# [EXERCISE]
Please restate exactly what appears in the records below from the first line to the line where "let shell = Shell" is, that line included.

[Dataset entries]
####################
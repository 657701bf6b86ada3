use super::*;
use demo_shell::random::SequenceRandom;

fn shell() -> (Shell<SequenceRandom>, mpsc::UnboundedReceiver<OpenTicket>) {
    let composer = AnswerComposer::new(Arc::new(PresetTable::builtin().unwrap()));
    let (overlay_tx, overlay_rx) = mpsc::unbounded_channel();
    let shell = Shell {
        navigator: Navigator::new(),
        chat: ChatSession::new(composer, SequenceRandom::new(vec![50]), Duration::from_millis(10)),
        overlay_tx,
        overlay_delay: Duration::from_millis(10),
        header_height: 64.0,
    };
    (shell, overlay_rx)
}

// =============================================================================
// parse_command
// =============================================================================

#[test]
fn plain_text_is_a_message() {
    assert_eq!(parse_command("  渠道表格 "), Some(Command::Say("渠道表格".into())));
}

#[test]
fn blank_line_is_ignored() {
    assert_eq!(parse_command("   "), None);
}

#[test]
fn commands_parse_arguments() {
    assert_eq!(parse_command(":tab chat"), Some(Command::Tab("chat".into())));
    assert_eq!(parse_command(":open https://example.com "), Some(Command::Open("https://example.com".into())));
    assert_eq!(parse_command(":ask 3"), Some(Command::Ask(3)));
    assert_eq!(parse_command(":resize 80"), Some(Command::Resize(80.0)));
    assert_eq!(parse_command("#loader2"), Some(Command::Navigate("#loader2".into())));
    assert_eq!(parse_command(":q"), Some(Command::Quit));
}

#[test]
fn bad_arguments_are_unknown() {
    assert_eq!(parse_command(":ask x"), Some(Command::Unknown(":ask x".into())));
    assert_eq!(parse_command(":bogus"), Some(Command::Unknown(":bogus".into())));
}

// =============================================================================
// Shell
// =============================================================================

#[tokio::test]
async fn messages_only_sent_from_chat_tab() {
    let (mut shell, _rx) = shell();
    assert!(shell.apply(Command::Say("你好".into())));
    assert!(shell.chat.transcript().is_empty());

    shell.apply(Command::Tab("chat".into()));
    shell.apply(Command::Say("你好".into()));
    assert!(shell.chat.pending().is_some());
    assert!(shell.chat.transcript().is_typing());
}

#[tokio::test]
async fn ask_submits_preset_question() {
    let (mut shell, _rx) = shell();
    shell.apply(Command::Navigate("#chat".into()));
    shell.apply(Command::Ask(3));
    shell.chat.next_reply().await.unwrap();
    let unit = &shell.chat.transcript().exchanges()[0];
    assert_eq!(unit.user.as_ref().unwrap().text, "查看渠道表现表格");
    assert!(unit.assistant.as_ref().unwrap().table.is_some());
}

#[tokio::test]
async fn ask_out_of_range_does_nothing() {
    let (mut shell, _rx) = shell();
    shell.apply(Command::Tab("chat".into()));
    shell.apply(Command::Ask(0));
    shell.apply(Command::Ask(9));
    assert!(shell.chat.transcript().is_empty());
}

#[tokio::test]
async fn overlay_opens_after_ticket_arrives() {
    let (mut shell, mut rx) = shell();
    shell.apply(Command::Open("https://example.com".into()));
    assert!(shell.navigator.is_loading());

    let ticket = rx.recv().await.unwrap();
    shell.overlay_ready(ticket);
    assert!(shell.navigator.is_overlay_open());
    assert_eq!(shell.navigator.overlay_url(), "https://example.com");

    shell.apply(Command::Escape);
    assert!(!shell.navigator.is_overlay_open());
}

#[tokio::test]
async fn tab_switch_makes_pending_ticket_stale() {
    let (mut shell, mut rx) = shell();
    shell.apply(Command::Open("https://example.com".into()));
    shell.apply(Command::Tab("loader2".into()));

    let ticket = rx.recv().await.unwrap();
    shell.overlay_ready(ticket);
    assert!(!shell.navigator.is_overlay_open());
    assert_eq!(shell.navigator.active_tab(), Tab::Loader2);
}

#[tokio::test]
async fn finish_delivers_reply_still_in_flight() {
    let (mut shell, _rx) = shell();
    shell.apply(Command::Tab("chat".into()));
    shell.apply(Command::Say("渠道表格".into()));
    assert!(shell.chat.pending().is_some());

    shell.finish().await;
    assert!(shell.chat.pending().is_none());
    assert!(!shell.chat.transcript().is_typing());
    assert!(shell.chat.transcript().exchanges()[0].assistant.is_some());
}

#[tokio::test]
async fn finish_without_pending_reply_returns() {
    let (mut shell, _rx) = shell();
    shell.finish().await;
    assert!(shell.chat.transcript().is_empty());
}

#[test]
fn quit_stops_the_loop() {
    let (mut shell, _rx) = shell();
    assert!(!shell.apply(Command::Quit));
}

#[test]
fn render_block_shows_table_and_list() {
    let block = MessageBlock::assistant(demo_shell::answer::ResponseDescriptor {
        table_spec: Some(demo_shell::presets::TableSpec::new(&["a", "b"], &[&["1", "2"]])),
        list_spec: Some(vec!["要点".into()]),
        ..demo_shell::answer::ResponseDescriptor::text("结果：")
    });
    let out = render_block(&block);
    assert!(out.starts_with("助手: 结果："));
    assert!(out.contains("| a | b |"));
    assert!(out.contains("| 1 | 2 |"));
    assert!(out.contains("• 要点"));
}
####################
# [EXPECTED ANSWER]
repository 657701bf6b86ada3
use super::*;
use demo_shell::random::SequenceRandom;

fn shell() -> (Shell<SequenceRandom>, mpsc::UnboundedReceiver<OpenTicket>) {
    let composer = AnswerComposer::new(Arc::new(PresetTable::builtin().unwrap()));
    let (overlay_tx, overlay_rx) = mpsc::unbounded_channel();
    let shell = Shell {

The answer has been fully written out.